Yikes! Strike two. Real people? Oh, man! The father who strongly knows his 10 year old can and should be with him in the woods, isn’t a real person? My guess is Mr. Kreitlow never walked in the woods, say nothing about hunted. Hunting heritage is huge in Wisconsin and other states. Sorry, Mr. Kreitlow, this bill impacts a lot of real people in Wisconsin. Are you sure you want to be a Senator from Wisconsin?

But he gives it another shot. Afterall, he’s got one more strike but he may not get another at bat in this ballgame. He says there is no consistency – I think refering to state government in passing laws. Read this.

“It’s ironic, really, that the very same week they’re taking up the bill about requiring booster seats for children until their 8 years old, they’re also talking about lowering the hunting age to eight,” says Kreitlow. “What they’re saying is that in order to be safe, a child has to stay in a booster seat until they are 8 years old, and then we’re going to turn around and send them into the woods with a loaded gun. Where’s the consistency there?”

If all of Wisconsin was that stupid, I would have to agree. I happen to know one person from Wisconsin and I think they are smart enough to know not to vote for Kreitlow. There is quite a bit of difference between riding in a car and going hunting with dad. I’ll go hunting with anybody’s dad before I’d ride in a car with my dad – much safer.

Of course Kreitlow’s true colors come shining through loud and clear when he inflames his statement with rhetoric saying that this bill would send an 8-year old kid into the woods with a loaded rifle.

It is obvious Mr.
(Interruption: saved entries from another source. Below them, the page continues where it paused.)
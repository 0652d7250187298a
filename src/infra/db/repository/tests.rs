use crate::infra::db::Database;
use crate::infra::db::repository::*;
use crate::infra::storage::KeyValueStore;

#[test]
fn test_kv_set_get_overwrite() -> anyhow::Result<()> {
    let db = Database::open_in_memory()?;
    let store = SqliteKeyValueStore::new(db.connection());

    assert_eq!(store.get("gate.resolved")?, None);
    store.set("gate.resolved", "true")?;
    assert_eq!(store.get("gate.resolved")?.as_deref(), Some("true"));

    store.set("gate.resolved", "false")?;
    assert_eq!(store.get("gate.resolved")?.as_deref(), Some("false"));
    assert_eq!(store.keys()?, vec!["gate.resolved".to_string()]);
    Ok(())
}

#[test]
fn test_kv_remove_all_leaves_other_keys() -> anyhow::Result<()> {
    let db = Database::open_in_memory()?;
    let store = db.kv_store();
    store.set("a", "1")?;
    store.set("b", "2")?;
    store.set("c", "3")?;

    store.remove_all(&["a", "c", "missing"])?;
    assert_eq!(store.keys()?, vec!["b".to_string()]);

    store.remove("b")?;
    assert!(store.keys()?.is_empty());
    Ok(())
}

#[test]
fn test_kv_set_many_commits_together() -> anyhow::Result<()> {
    let db = Database::open_in_memory()?;
    let store = db.kv_store();
    store.set("gate.saved_destination", "https://example.com/x")?;

    store.set_many(
        &[("gate.use_web_session", "false"), ("gate.resolved", "true")],
        &["gate.saved_destination"],
    )?;
    assert_eq!(
        store.keys()?,
        vec!["gate.resolved".to_string(), "gate.use_web_session".to_string()]
    );
    assert!(store.get_bool("gate.resolved")?);
    Ok(())
}

#[test]
fn test_kv_survives_reopen() -> anyhow::Result<()> {
    let dir = tempfile::tempdir()?;
    let path = dir.path().join("nested").join("state.sqlite");

    {
        let db = Database::open_at(path.clone())?;
        db.kv_store()
            .set("gate.saved_destination", "https://example.com/x")?;
    }

    let db = Database::open_at(path)?;
    assert_eq!(
        db.kv_store().get("gate.saved_destination")?.as_deref(),
        Some("https://example.com/x")
    );
    Ok(())
}
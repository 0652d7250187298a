use chrono::{DateTime, Utc};
use serde::{Deserialize, Serialize};
use std::collections::BTreeSet;
use std::fmt;
use std::str::FromStr;
use uuid::Uuid;

/// Unique identifier for a recipe
pub type RecipeId = Uuid;

/// Unique identifier for a restaurant
pub type RestaurantId = Uuid;

/// Cooking skill declared during onboarding
#[derive(Debug, Clone, Copy, PartialEq, Eq, Serialize, Deserialize, Default)]
#[serde(rename_all = "snake_case")]
pub enum SkillLevel {
    #[default]
    Beginner,
    Intermediate,
    Advanced,
    Expert,
}

impl fmt::Display for SkillLevel {
    fn fmt(&self, f: &mut fmt::Formatter<'_>) -> fmt::Result {
        match self {
            Self::Beginner => write!(f, "beginner"),
            Self::Intermediate => write!(f, "intermediate"),
            Self::Advanced => write!(f, "advanced"),
            Self::Expert => write!(f, "expert"),
        }
    }
}

impl FromStr for SkillLevel {
    type Err = String;
    fn from_str(s: &str) -> Result<Self, Self::Err> {
        match s.to_lowercase().as_str() {
            "beginner" => Ok(Self::Beginner),
            "intermediate" => Ok(Self::Intermediate),
            "advanced" => Ok(Self::Advanced),
            "expert" => Ok(Self::Expert),
            _ => Err(format!("Unknown skill level: {s}")),
        }
    }
}

/// Profile captured by onboarding and edited in settings.
#[derive(Debug, Clone, PartialEq, Serialize, Deserialize)]
pub struct UserProfile {
    pub id: Uuid,
    pub name: String,
    pub email: String,
    #[serde(default)]
    pub dietary_preferences: Vec<String>,
    #[serde(default)]
    pub allergies: Vec<String>,
    #[serde(default)]
    pub cuisine_preferences: Vec<String>,
    #[serde(default)]
    pub skill_level: SkillLevel,
    #[serde(default)]
    pub favorite_recipe_ids: BTreeSet<RecipeId>,
    #[serde(default)]
    pub favorite_restaurant_ids: BTreeSet<RestaurantId>,
    #[serde(default)]
    pub dark_mode_enabled: bool,
    pub created_at: DateTime<Utc>,
    pub last_active_at: DateTime<Utc>,
}

impl UserProfile {
    pub fn new(name: impl Into<String>, email: impl Into<String>) -> Self {
        let now = Utc::now();
        Self {
            id: Uuid::new_v4(),
            name: name.into(),
            email: email.into(),
            dietary_preferences: Vec::new(),
            allergies: Vec::new(),
            cuisine_preferences: Vec::new(),
            skill_level: SkillLevel::default(),
            favorite_recipe_ids: BTreeSet::new(),
            favorite_restaurant_ids: BTreeSet::new(),
            dark_mode_enabled: false,
            created_at: now,
            last_active_at: now,
        }
    }
}
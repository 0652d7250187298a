//! Persisted native-experience data: profile, onboarding flag, favorites.

use crate::domain::{RecipeId, RestaurantId, UserProfile};
use crate::infra::storage::{KeyValueStore, keys};
use anyhow::{Context, Result};
use std::collections::BTreeSet;
use std::sync::Arc;
use uuid::Uuid;

#[derive(Clone)]
pub struct ProfileStore {
    store: Arc<dyn KeyValueStore>,
}

impl ProfileStore {
    pub fn new(store: Arc<dyn KeyValueStore>) -> Self {
        Self { store }
    }

    /// Stored profile. A blob that no longer decodes is treated as absent.
    pub fn load_profile(&self) -> Result<Option<UserProfile>> {
        let Some(raw) = self.store.get(keys::USER_PROFILE)? else {
            return Ok(None);
        };
        match serde_json::from_str(&raw) {
            Ok(profile) => Ok(Some(profile)),
            Err(err) => {
                log::warn!(target: "storage", "discarding unreadable profile: {}", err);
                Ok(None)
            }
        }
    }

    /// Saves the profile and marks onboarding as completed.
    pub fn save_profile(&self, profile: &UserProfile) -> Result<()> {
        let raw = serde_json::to_string(profile).context("encode profile")?;
        self.store.set(keys::USER_PROFILE, &raw)?;
        self.store.set_bool(keys::ONBOARDING_COMPLETED, true)
    }

    pub fn is_onboarding_completed(&self) -> Result<bool> {
        self.store.get_bool(keys::ONBOARDING_COMPLETED)
    }

    pub fn favorite_recipe_ids(&self) -> Result<BTreeSet<RecipeId>> {
        self.load_ids(keys::FAVORITE_RECIPES)
    }

    pub fn favorite_restaurant_ids(&self) -> Result<BTreeSet<RestaurantId>> {
        self.load_ids(keys::FAVORITE_RESTAURANTS)
    }

    pub fn add_favorite_recipe(&self, id: RecipeId) -> Result<()> {
        self.update_favorites(keys::FAVORITE_RECIPES, |set| {
            set.insert(id);
        })?;
        self.update_profile(|p| {
            p.favorite_recipe_ids.insert(id);
        })
    }

    pub fn remove_favorite_recipe(&self, id: RecipeId) -> Result<()> {
        self.update_favorites(keys::FAVORITE_RECIPES, |set| {
            set.remove(&id);
        })?;
        self.update_profile(|p| {
            p.favorite_recipe_ids.remove(&id);
        })
    }

    pub fn add_favorite_restaurant(&self, id: RestaurantId) -> Result<()> {
        self.update_favorites(keys::FAVORITE_RESTAURANTS, |set| {
            set.insert(id);
        })?;
        self.update_profile(|p| {
            p.favorite_restaurant_ids.insert(id);
        })
    }

    pub fn remove_favorite_restaurant(&self, id: RestaurantId) -> Result<()> {
        self.update_favorites(keys::FAVORITE_RESTAURANTS, |set| {
            set.remove(&id);
        })?;
        self.update_profile(|p| {
            p.favorite_restaurant_ids.remove(&id);
        })
    }

    fn load_ids(&self, key: &str) -> Result<BTreeSet<Uuid>> {
        let Some(raw) = self.store.get(key)? else {
            return Ok(BTreeSet::new());
        };
        Ok(serde_json::from_str(&raw).unwrap_or_else(|err| {
            log::warn!(target: "storage", "discarding unreadable {}: {}", key, err);
            BTreeSet::new()
        }))
    }

    fn update_favorites(&self, key: &str, change: impl FnOnce(&mut BTreeSet<Uuid>)) -> Result<()> {
        let mut ids = self.load_ids(key)?;
        change(&mut ids);
        let raw = serde_json::to_string(&ids).context("encode favorites")?;
        self.store.set(key, &raw)
    }

    fn update_profile(&self, change: impl FnOnce(&mut UserProfile)) -> Result<()> {
        let Some(mut profile) = self.load_profile()? else {
            return Ok(());
        };
        change(&mut profile);
        profile.last_active_at = chrono::Utc::now();
        self.save_profile(&profile)
    }
}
Kreitlow is one of those who doesn’t think his constituancy is smart enough to raise their kids the way they see fit. He doesn’t understand the real people of Wisconsin and he is sending the message to his voters that unless he has an issue that he feels strongly about, it is not worth pursuing.
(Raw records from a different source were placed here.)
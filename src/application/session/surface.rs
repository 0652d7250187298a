use crate::domain::SessionError;
use std::time::Duration;
use url::Url;

/// A page load handed to the web surface.
#[derive(Debug, Clone, PartialEq, Eq)]
pub struct LoadRequest {
    pub url: Url,
    pub user_agent: String,
    /// Extra request headers, e.g. the restored `Cookie` header.
    pub headers: Vec<(String, String)>,
    pub timeout: Duration,
}

/// Whatever renders web content. It reports progress back as navigation events.
pub trait WebSurface: Send + Sync {
    /// Starts loading. Must not block until the page settles.
    fn load(&self, request: LoadRequest) -> Result<(), SessionError>;
}
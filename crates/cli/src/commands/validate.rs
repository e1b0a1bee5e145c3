//! Product data and credential validation commands.

use std::sync::Arc;

use kiyoh_sync::KiyohClient;
use kiyoh_sync::config::{ConfigSource, ScopedConfig, paths};
use kiyoh_sync::payload::build_product_payload;
use kiyoh_sync_core::StoreScope;
use secrecy::SecretString;

use crate::catalog_file;
use crate::env_config::EnvConfig;

/// Run the payload builder across the catalog file and report what would be
/// rejected before it ever reaches the platform.
///
/// # Errors
///
/// Returns an error when the catalog file is unusable or any product fails
/// to build.
pub fn products(scope: u32, catalog_path: &str) -> Result<(), Box<dyn std::error::Error>> {
    let scope = StoreScope::new(scope);
    let source = EnvConfig::new();
    let config = ScopedConfig::new(&source, scope);
    let location_id = config.location_id().unwrap_or_default();

    let records = catalog_file::load_products(catalog_path)?;
    println!("Validating {} products from {catalog_path}", records.len());

    let mut invalid = 0usize;
    for record in &records {
        match build_product_payload(record, &location_id) {
            Ok(payload) => {
                let mut notes = Vec::new();
                if record.gtin.is_some() && payload.gtins.is_none() {
                    notes.push("GTIN dropped (not 13 digits)");
                }
                if record.url.is_some() && payload.source_url.starts_with("https://example.com/") {
                    notes.push("URL replaced with fallback");
                }
                if notes.is_empty() {
                    println!("OK   {}", record.sku);
                } else {
                    println!("WARN {}: {}", record.sku, notes.join(", "));
                }
            }
            Err(e) => {
                invalid += 1;
                println!("FAIL {}: {e}", record.sku);
            }
        }
    }

    if invalid > 0 {
        Err(format!("{invalid} products cannot be synced").into())
    } else {
        println!("All products can be synced");
        Ok(())
    }
}

/// Validate credentials against the live platform before saving them.
///
/// # Errors
///
/// Returns an error when required arguments are missing or validation fails.
pub async fn credentials(
    server: &str,
    location_id: Option<&str>,
    legacy: bool,
    connector: Option<&str>,
    company_id: Option<&str>,
) -> Result<(), Box<dyn std::error::Error>> {
    let client = KiyohClient::new(Arc::new(EnvConfig::new()));

    let outcome = if legacy {
        let connector = connector.ok_or("--connector is required with --legacy")?;
        let company_id = company_id.ok_or("--company-id is required with --legacy")?;
        client
            .validate_legacy_credentials(server, connector, company_id)
            .await
    } else {
        let location_id = location_id.ok_or("--location-id is required")?;
        let token = EnvConfig::new()
            .get(paths::API_TOKEN, StoreScope::new(0))
            .map(SecretString::from)
            .ok_or("KIYOH_API_TOKEN is not set")?;
        client
            .validate_credentials(server, &token, location_id)
            .await
    };

    if outcome.success {
        println!("{}", outcome.message);
        Ok(())
    } else {
        Err(outcome.message.into())
    }
}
My point is this. Hunting, fishing, trapping and all related matters, are all very important, high impacting issues in Wisconsin. Unless Mr. Kreitlow’s Senate District seat doesn’t go beyond the bounds of the steel city, he doesn’t have a chance in hell at getting elected.

Tom Remington

*update* As soon as I finished this piece, I realized that the same newspaper that wrote the article also has an editorial supporting Kreitlow’s point of view along with a few other inflammatory comments.